(Required work) Tally every line in the listing that holds the string "Decimal", then state the total and nothing more.
****
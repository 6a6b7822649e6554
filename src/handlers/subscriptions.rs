use axum::{
    extract::{Path, Query, State},
    http::StatusCode,
    response::Json,
    Extension,
};
use chrono::{Days, NaiveDate, Utc};
use common::ProcessingReport;
use model::entities::{
    prelude::Subscription,
    subscription::{self, BillingPeriod},
    transaction::TransactionKind,
};
use rust_decimal::Decimal;
use sea_orm::{
    ActiveModelTrait, ColumnTrait, DatabaseConnection, EntityTrait, ModelTrait, QueryFilter,
    QueryOrder, Set,
};
use serde::{Deserialize, Serialize};
use tracing::{info, instrument, warn};
use utoipa::{IntoParams, ToSchema};

use crate::auth::AuthUser;
use crate::error::{ApiError, ApiResult};
use crate::handlers::accounts::find_owned_account;
use crate::handlers::categories::find_owned_category;
use crate::schemas::{ApiResponse, AppState};

/// Request body for creating a subscription
#[derive(Debug, Deserialize, Serialize, ToSchema)]
pub struct CreateSubscriptionRequest {
    /// Subscription name, unique per user
    pub name: String,
    pub description: Option<String>,
    pub amount: Decimal,
    /// "Income" or "Expense"
    pub kind: String,
    /// Daily, Weekly, Monthly or Yearly
    pub period: String,
    pub start_date: NaiveDate,
    pub end_date: Option<NaiveDate>,
    pub category_id: Option<i32>,
    pub account_id: Option<i32>,
}

/// Request body for updating a subscription
#[derive(Debug, Deserialize, Serialize, ToSchema)]
pub struct UpdateSubscriptionRequest {
    pub name: Option<String>,
    pub description: Option<String>,
    pub amount: Option<Decimal>,
    pub kind: Option<String>,
    pub period: Option<String>,
    pub start_date: Option<NaiveDate>,
    pub end_date: Option<NaiveDate>,
    pub is_active: Option<bool>,
    pub category_id: Option<i32>,
    pub account_id: Option<i32>,
}

/// Subscription response model
#[derive(Debug, Serialize, Deserialize, ToSchema)]
pub struct SubscriptionResponse {
    pub id: i32,
    pub name: String,
    pub description: Option<String>,
    pub amount: Decimal,
    pub kind: String,
    pub period: String,
    pub start_date: NaiveDate,
    pub end_date: Option<NaiveDate>,
    pub is_active: bool,
    pub next_payment_date: NaiveDate,
    pub last_processed_at: Option<NaiveDate>,
    pub category_id: Option<i32>,
    pub account_id: Option<i32>,
    /// Active and past its next payment date
    pub is_overdue: bool,
}

impl SubscriptionResponse {
    fn new(model: subscription::Model, today: NaiveDate) -> Self {
        Self {
            id: model.id,
            name: model.name,
            description: model.description,
            amount: model.amount,
            kind: format!("{:?}", model.kind),
            period: format!("{:?}", model.period),
            start_date: model.start_date,
            end_date: model.end_date,
            is_active: model.is_active,
            next_payment_date: model.next_payment_date,
            last_processed_at: model.last_processed_at,
            category_id: model.category_id,
            account_id: model.account_id,
            is_overdue: model.is_active && model.next_payment_date < today,
        }
    }
}

/// Query parameters for upcoming subscriptions
#[derive(Debug, Deserialize, ToSchema, IntoParams)]
pub struct UpcomingQuery {
    /// Look-ahead window in days (default: 7)
    pub days: Option<u64>,
}

// Helper function to parse period strings to BillingPeriod
pub(crate) fn parse_billing_period(period: &str) -> ApiResult<BillingPeriod> {
    match period {
        "Daily" => Ok(BillingPeriod::Daily),
        "Weekly" => Ok(BillingPeriod::Weekly),
        "Monthly" => Ok(BillingPeriod::Monthly),
        "Yearly" => Ok(BillingPeriod::Yearly),
        other => Err(ApiError::Compute(compute::ComputeError::InvalidFrequency(
            other.to_string(),
        ))),
    }
}

fn parse_subscription_kind(kind: &str) -> ApiResult<TransactionKind> {
    match kind {
        "Income" => Ok(TransactionKind::Income),
        "Expense" => Ok(TransactionKind::Expense),
        other => Err(ApiError::Validation(format!(
            "Subscription kind must be Income or Expense, got {other}"
        ))),
    }
}
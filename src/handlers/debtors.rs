use axum::{
    extract::{Path, State},
    http::StatusCode,
    response::Json,
    Extension,
};
use model::entities::{
    debt, debtor,
    prelude::{Debt, Debtor},
};
use sea_orm::{
    ActiveModelTrait, ColumnTrait, DatabaseConnection, EntityTrait, ModelTrait, QueryFilter,
    QueryOrder, Set,
};
use serde::{Deserialize, Serialize};
use tracing::{info, instrument};
use utoipa::ToSchema;

use crate::auth::AuthUser;
use crate::error::{ApiError, ApiResult};
use crate::handlers::debts::DebtResponse;
use crate::schemas::{ApiResponse, AppState};

/// Request body for creating a new debtor
#[derive(Debug, Deserialize, Serialize, ToSchema)]
pub struct CreateDebtorRequest {
    pub name: String,
    pub email: Option<String>,
    pub phone: Option<String>,
}

/// Request body for updating a debtor
#[derive(Debug, Deserialize, Serialize, ToSchema)]
pub struct UpdateDebtorRequest {
    pub name: Option<String>,
    pub email: Option<String>,
    pub phone: Option<String>,
}

/// Debtor response model
#[derive(Debug, Serialize, Deserialize, ToSchema)]
pub struct DebtorResponse {
    pub id: i32,
    pub name: String,
    pub email: Option<String>,
    pub phone: Option<String>,
    pub owner_id: i32,
}

impl From<debtor::Model> for DebtorResponse {
    fn from(model: debtor::Model) -> Self {
        Self {
            id: model.id,
            name: model.name,
            email: model.email,
            phone: model.phone,
            owner_id: model.owner_id,
        }
    }
}

pub(crate) async fn find_owned_debtor(
    db: &DatabaseConnection,
    owner_id: i32,
    debtor_id: i32,
) -> ApiResult<debtor::Model> {
    Debtor::find_by_id(debtor_id)
        .filter(debtor::Column::OwnerId.eq(owner_id))
        .one(db)
        .await?
        .ok_or_else(|| ApiError::not_found("Debtor"))
}

/// Create a new debtor
#[utoipa::path(
    post,
    path = "/api/v1/debtors",
    tag = "debtors",
    request_body = CreateDebtorRequest,
    responses(
        (status = 201, description = "Debtor created successfully", body = ApiResponse<DebtorResponse>),
        (status = 400, description = "Invalid request", body = crate::schemas::ErrorResponse)
    )
)]
#[instrument(skip(state))]
pub async fn create_debtor(
    State(state): State<AppState>,
    Extension(auth): Extension<AuthUser>,
    Json(request): Json<CreateDebtorRequest>,
) -> ApiResult<(StatusCode, Json<ApiResponse<DebtorResponse>>)> {
    let name = request.name.trim();
    if name.is_empty() {
        return Err(ApiError::Validation("Debtor name is required".to_string()));
    }

    let created = debtor::ActiveModel {
        name: Set(name.to_string()),
        email: Set(request.email),
        phone: Set(request.phone),
        owner_id: Set(auth.id),
        ..Default::default()
    }
    .insert(&state.db)
    .await?;

    info!(debtor_id = created.id, owner_id = auth.id, "debtor created");
    let response = ApiResponse {
        data: DebtorResponse::from(created),
        message: "Debtor created successfully".to_string(),
        success: true,
    };
    Ok((StatusCode::CREATED, Json(response)))
}

/// Get all debtors of the authenticated user
#[utoipa::path(
    get,
    path = "/api/v1/debtors",
    tag = "debtors",
    responses(
        (status = 200, description = "Debtors retrieved successfully", body = ApiResponse<Vec<DebtorResponse>>),
        (status = 401, description = "Unauthorized", body = crate::schemas::ErrorResponse)
    )
)]
#[instrument(skip(state))]
pub async fn get_debtors(
    State(state): State<AppState>,
    Extension(auth): Extension<AuthUser>,
) -> ApiResult<Json<ApiResponse<Vec<DebtorResponse>>>> {
    let debtors = Debtor::find()
        .filter(debtor::Column::OwnerId.eq(auth.id))
        .order_by_asc(debtor::Column::Name)
        .all(&state.db)
        .await?;

    let response = ApiResponse {
        data: debtors.into_iter().map(DebtorResponse::from).collect(),
        message: "Debtors retrieved successfully".to_string(),
        success: true,
    };
    Ok(Json(response))
}

/// Get a specific debtor by ID
#[utoipa::path(
    get,
    path = "/api/v1/debtors/{debtor_id}",
    tag = "debtors",
    params(
        ("debtor_id" = i32, Path, description = "Debtor ID"),
    ),
    responses(
        (status = 200, description = "Debtor retrieved successfully", body = ApiResponse<DebtorResponse>),
        (status = 404, description = "Debtor not found", body = crate::schemas::ErrorResponse)
    )
)]
#[instrument(skip(state))]
pub async fn get_debtor(
    Path(debtor_id): Path<i32>,
    State(state): State<AppState>,
    Extension(auth): Extension<AuthUser>,
) -> ApiResult<Json<ApiResponse<DebtorResponse>>> {
    let debtor = find_owned_debtor(&state.db, auth.id, debtor_id).await?;

    let response = ApiResponse {
        data: DebtorResponse::from(debtor),
        message: "Debtor retrieved successfully".to_string(),
        success: true,
    };
    Ok(Json(response))
}

/// Get all debts of one debtor, with reconciled figures
#[utoipa::path(
    get,
    path = "/api/v1/debtors/{debtor_id}/debts",
    tag = "debtors",
    params(
        ("debtor_id" = i32, Path, description = "Debtor ID"),
    ),
    responses(
        (status = 200, description = "Debts retrieved successfully", body = ApiResponse<Vec<DebtResponse>>),
        (status = 404, description = "Debtor not found", body = crate::schemas::ErrorResponse)
    )
)]
#[instrument(skip(state))]
pub async fn get_debtor_debts(
    Path(debtor_id): Path<i32>,
    State(state): State<AppState>,
    Extension(auth): Extension<AuthUser>,
) -> ApiResult<Json<ApiResponse<Vec<DebtResponse>>>> {
    let debtor = find_owned_debtor(&state.db, auth.id, debtor_id).await?;

    let debts = Debt::find()
        .filter(debt::Column::DebtorId.eq(debtor.id))
        .find_with_related(model::entities::prelude::Payment)
        .all(&state.db)
        .await?;

    let data = debts
        .into_iter()
        .map(|(debt, payments)| DebtResponse::reconciled(debt, &payments))
        .collect();
    let response = ApiResponse {
        data,
        message: "Debts retrieved successfully".to_string(),
        success: true,
    };
    Ok(Json(response))
}

/// Update a debtor
#[utoipa::path(
    put,
    path = "/api/v1/debtors/{debtor_id}",
    tag = "debtors",
    params(
        ("debtor_id" = i32, Path, description = "Debtor ID"),
    ),
    request_body = UpdateDebtorRequest,
    responses(
        (status = 200, description = "Debtor updated successfully", body = ApiResponse<DebtorResponse>),
        (status = 404, description = "Debtor not found", body = crate::schemas::ErrorResponse)
    )
)]
#[instrument(skip(state))]
pub async fn update_debtor(
    Path(debtor_id): Path<i32>,
    State(state): State<AppState>,
    Extension(auth): Extension<AuthUser>,
    Json(request): Json<UpdateDebtorRequest>,
) -> ApiResult<Json<ApiResponse<DebtorResponse>>> {
    let existing = find_owned_debtor(&state.db, auth.id, debtor_id).await?;

    let mut active: debtor::ActiveModel = existing.into();
    if let Some(name) = request.name {
        let name = name.trim().to_string();
        if name.is_empty() {
            return Err(ApiError::Validation("Debtor name is required".to_string()));
        }
        active.name = Set(name);
    }
    if let Some(email) = request.email {
        active.email = Set(Some(email));
    }
    if let Some(phone) = request.phone {
        active.phone = Set(Some(phone));
    }

    let updated = active.update(&state.db).await?;
    info!(debtor_id = updated.id, "debtor updated");

    let response = ApiResponse {
        data: DebtorResponse::from(updated),
        message: "Debtor updated successfully".to_string(),
        success: true,
    };
    Ok(Json(response))
}

/// Delete a debtor
///
/// Cascades through the debtor's debts and their payments.
#[utoipa::path(
    delete,
    path = "/api/v1/debtors/{debtor_id}",
    tag = "debtors",
    params(
        ("debtor_id" = i32, Path, description = "Debtor ID"),
    ),
    responses(
        (status = 200, description = "Debtor deleted successfully", body = ApiResponse<String>),
        (status = 404, description = "Debtor not found", body = crate::schemas::ErrorResponse)
    )
)]
#[instrument(skip(state))]
pub async fn delete_debtor(
    Path(debtor_id): Path<i32>,
    State(state): State<AppState>,
    Extension(auth): Extension<AuthUser>,
) -> ApiResult<Json<ApiResponse<String>>> {
    let debtor = find_owned_debtor(&state.db, auth.id, debtor_id).await?;
    debtor.delete(&state.db).await?;

    info!(debtor_id, owner_id = auth.id, "debtor deleted");
    let response = ApiResponse {
        data: format!("Debtor {debtor_id} deleted"),
        message: "Debtor deleted successfully".to_string(),
        success: true,
    };
    Ok(Json(response))
}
****
(Answer space) 4